DATA RECORDS section start

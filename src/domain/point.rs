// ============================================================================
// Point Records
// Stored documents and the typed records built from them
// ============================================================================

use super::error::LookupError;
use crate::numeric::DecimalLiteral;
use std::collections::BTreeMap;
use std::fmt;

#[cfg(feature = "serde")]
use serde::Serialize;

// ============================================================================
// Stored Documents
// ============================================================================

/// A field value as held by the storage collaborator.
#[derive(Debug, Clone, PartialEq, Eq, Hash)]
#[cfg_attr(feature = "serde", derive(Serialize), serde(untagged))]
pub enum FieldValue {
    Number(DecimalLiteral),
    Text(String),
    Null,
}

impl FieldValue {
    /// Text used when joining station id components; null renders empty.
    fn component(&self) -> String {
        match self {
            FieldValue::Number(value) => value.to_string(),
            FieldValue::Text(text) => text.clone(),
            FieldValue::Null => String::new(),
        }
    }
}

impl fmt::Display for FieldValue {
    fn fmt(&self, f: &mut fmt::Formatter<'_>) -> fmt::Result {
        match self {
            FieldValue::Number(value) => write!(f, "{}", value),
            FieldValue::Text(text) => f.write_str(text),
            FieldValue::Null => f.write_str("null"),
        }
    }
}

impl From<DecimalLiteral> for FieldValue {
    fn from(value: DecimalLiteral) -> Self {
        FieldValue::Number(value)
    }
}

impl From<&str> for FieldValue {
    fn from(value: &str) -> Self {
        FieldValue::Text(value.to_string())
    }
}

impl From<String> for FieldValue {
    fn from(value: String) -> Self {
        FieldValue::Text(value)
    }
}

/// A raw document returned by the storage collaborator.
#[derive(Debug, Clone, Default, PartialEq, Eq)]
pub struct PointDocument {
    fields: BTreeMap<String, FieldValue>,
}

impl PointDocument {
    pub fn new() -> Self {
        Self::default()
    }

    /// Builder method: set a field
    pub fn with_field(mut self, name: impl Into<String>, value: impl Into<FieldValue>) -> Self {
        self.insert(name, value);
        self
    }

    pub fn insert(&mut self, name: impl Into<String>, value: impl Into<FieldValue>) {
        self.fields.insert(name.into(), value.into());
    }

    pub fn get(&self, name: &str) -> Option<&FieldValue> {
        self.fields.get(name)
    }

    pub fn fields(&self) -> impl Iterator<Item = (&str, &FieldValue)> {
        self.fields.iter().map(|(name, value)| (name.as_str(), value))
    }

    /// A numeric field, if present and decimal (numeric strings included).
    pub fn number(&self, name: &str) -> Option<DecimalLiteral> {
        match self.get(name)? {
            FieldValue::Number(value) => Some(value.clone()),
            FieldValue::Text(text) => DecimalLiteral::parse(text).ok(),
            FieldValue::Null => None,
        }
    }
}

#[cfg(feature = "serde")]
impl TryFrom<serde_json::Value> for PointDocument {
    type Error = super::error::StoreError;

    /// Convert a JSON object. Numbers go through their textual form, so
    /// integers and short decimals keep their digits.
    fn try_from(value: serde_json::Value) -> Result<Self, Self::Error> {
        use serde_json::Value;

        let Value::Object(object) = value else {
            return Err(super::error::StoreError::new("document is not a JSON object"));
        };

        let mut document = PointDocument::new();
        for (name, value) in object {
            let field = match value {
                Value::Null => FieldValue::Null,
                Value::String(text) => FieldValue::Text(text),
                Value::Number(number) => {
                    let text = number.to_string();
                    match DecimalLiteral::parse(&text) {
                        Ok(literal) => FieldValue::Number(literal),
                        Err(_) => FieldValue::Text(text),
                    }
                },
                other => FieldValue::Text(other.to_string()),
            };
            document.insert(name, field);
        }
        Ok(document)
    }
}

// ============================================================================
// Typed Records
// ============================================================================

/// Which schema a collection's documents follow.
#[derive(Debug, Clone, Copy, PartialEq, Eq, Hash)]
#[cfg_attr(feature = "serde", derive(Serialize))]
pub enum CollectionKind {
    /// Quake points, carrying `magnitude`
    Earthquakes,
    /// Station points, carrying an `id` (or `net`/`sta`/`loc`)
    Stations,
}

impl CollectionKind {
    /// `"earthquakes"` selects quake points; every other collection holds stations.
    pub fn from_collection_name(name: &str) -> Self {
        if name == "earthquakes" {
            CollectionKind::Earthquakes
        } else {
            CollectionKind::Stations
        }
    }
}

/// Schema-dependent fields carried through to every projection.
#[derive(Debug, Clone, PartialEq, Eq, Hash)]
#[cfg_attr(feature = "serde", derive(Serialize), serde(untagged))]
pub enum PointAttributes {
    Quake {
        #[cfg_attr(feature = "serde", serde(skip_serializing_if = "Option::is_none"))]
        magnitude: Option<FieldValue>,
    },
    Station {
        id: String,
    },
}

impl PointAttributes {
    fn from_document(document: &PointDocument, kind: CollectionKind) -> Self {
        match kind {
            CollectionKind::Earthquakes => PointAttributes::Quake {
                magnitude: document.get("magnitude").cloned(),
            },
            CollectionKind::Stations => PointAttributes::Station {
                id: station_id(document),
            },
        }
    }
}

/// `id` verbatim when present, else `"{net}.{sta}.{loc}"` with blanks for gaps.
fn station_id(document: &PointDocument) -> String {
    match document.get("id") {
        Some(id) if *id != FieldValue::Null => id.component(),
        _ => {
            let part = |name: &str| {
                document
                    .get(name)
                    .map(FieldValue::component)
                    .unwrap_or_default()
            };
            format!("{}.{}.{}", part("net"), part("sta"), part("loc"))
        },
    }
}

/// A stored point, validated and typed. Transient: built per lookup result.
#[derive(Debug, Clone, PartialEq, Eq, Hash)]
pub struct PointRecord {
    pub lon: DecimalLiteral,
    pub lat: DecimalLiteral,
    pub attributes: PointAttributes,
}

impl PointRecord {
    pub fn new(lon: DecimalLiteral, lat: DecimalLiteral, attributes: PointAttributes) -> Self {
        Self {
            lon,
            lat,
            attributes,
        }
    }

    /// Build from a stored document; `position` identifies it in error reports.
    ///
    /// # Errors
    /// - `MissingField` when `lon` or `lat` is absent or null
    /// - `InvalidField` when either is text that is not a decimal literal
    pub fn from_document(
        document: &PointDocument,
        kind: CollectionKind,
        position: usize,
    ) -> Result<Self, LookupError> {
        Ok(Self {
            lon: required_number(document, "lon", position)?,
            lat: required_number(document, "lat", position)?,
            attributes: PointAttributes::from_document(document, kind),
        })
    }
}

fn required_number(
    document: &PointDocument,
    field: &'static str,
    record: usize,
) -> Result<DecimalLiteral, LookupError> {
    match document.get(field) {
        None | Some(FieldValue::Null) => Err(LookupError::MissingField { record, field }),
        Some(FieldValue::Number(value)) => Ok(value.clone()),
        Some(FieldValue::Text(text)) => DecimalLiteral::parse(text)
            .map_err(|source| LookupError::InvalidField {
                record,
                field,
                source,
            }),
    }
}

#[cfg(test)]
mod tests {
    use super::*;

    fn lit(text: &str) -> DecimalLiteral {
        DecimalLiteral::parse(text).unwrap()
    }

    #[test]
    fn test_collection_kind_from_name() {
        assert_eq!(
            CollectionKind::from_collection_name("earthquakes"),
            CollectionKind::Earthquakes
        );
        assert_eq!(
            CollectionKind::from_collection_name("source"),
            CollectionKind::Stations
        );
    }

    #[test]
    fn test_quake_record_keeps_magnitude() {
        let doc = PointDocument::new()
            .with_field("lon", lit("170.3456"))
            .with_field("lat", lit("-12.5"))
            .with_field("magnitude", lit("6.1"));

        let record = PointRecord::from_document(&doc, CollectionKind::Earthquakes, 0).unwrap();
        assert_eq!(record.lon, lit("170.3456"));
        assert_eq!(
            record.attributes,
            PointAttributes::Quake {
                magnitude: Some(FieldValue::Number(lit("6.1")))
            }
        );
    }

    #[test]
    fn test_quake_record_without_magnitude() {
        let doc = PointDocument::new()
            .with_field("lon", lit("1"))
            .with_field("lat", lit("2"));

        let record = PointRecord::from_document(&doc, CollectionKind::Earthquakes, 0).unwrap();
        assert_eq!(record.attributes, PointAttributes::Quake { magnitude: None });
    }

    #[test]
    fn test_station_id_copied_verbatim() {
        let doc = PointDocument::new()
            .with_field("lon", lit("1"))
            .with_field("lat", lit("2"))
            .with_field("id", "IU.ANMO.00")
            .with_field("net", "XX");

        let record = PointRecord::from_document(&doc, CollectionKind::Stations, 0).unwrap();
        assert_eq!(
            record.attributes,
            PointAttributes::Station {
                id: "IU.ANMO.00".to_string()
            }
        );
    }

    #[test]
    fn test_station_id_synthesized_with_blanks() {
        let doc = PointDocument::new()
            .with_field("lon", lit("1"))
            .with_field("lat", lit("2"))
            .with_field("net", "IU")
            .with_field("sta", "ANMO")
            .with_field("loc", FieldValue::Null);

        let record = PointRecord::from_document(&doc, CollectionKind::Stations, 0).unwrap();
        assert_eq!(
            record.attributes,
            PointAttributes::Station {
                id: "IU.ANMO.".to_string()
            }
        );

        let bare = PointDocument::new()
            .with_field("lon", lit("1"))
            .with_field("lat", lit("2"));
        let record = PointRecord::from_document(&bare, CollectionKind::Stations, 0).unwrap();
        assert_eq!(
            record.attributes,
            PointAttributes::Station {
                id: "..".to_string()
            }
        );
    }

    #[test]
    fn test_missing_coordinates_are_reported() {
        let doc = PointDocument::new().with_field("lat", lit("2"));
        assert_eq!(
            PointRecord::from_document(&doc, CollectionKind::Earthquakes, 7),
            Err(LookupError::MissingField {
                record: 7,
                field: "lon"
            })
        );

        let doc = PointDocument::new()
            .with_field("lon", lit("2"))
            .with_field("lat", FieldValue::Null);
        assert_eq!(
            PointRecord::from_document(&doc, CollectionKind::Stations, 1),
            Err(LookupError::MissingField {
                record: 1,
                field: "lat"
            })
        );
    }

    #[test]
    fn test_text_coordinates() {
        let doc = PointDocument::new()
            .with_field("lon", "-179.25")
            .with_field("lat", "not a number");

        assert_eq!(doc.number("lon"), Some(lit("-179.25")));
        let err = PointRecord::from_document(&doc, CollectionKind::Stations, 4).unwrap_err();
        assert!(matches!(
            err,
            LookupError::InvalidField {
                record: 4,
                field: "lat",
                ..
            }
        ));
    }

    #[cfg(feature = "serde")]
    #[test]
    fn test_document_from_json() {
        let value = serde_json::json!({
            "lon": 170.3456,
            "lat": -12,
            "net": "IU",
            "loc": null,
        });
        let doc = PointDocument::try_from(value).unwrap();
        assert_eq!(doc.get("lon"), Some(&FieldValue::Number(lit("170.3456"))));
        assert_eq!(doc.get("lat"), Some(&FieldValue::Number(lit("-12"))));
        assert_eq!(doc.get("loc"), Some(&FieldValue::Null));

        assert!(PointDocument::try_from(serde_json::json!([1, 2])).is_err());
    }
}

DATA RECORDS section end

**ACTIVITY:**
Scan the lines above for "source", then copy every one that has it.

**THE COMPLETED TASK:**
            .map_err(|source| LookupError::InvalidField {
                source,
            CollectionKind::from_collection_name("source"),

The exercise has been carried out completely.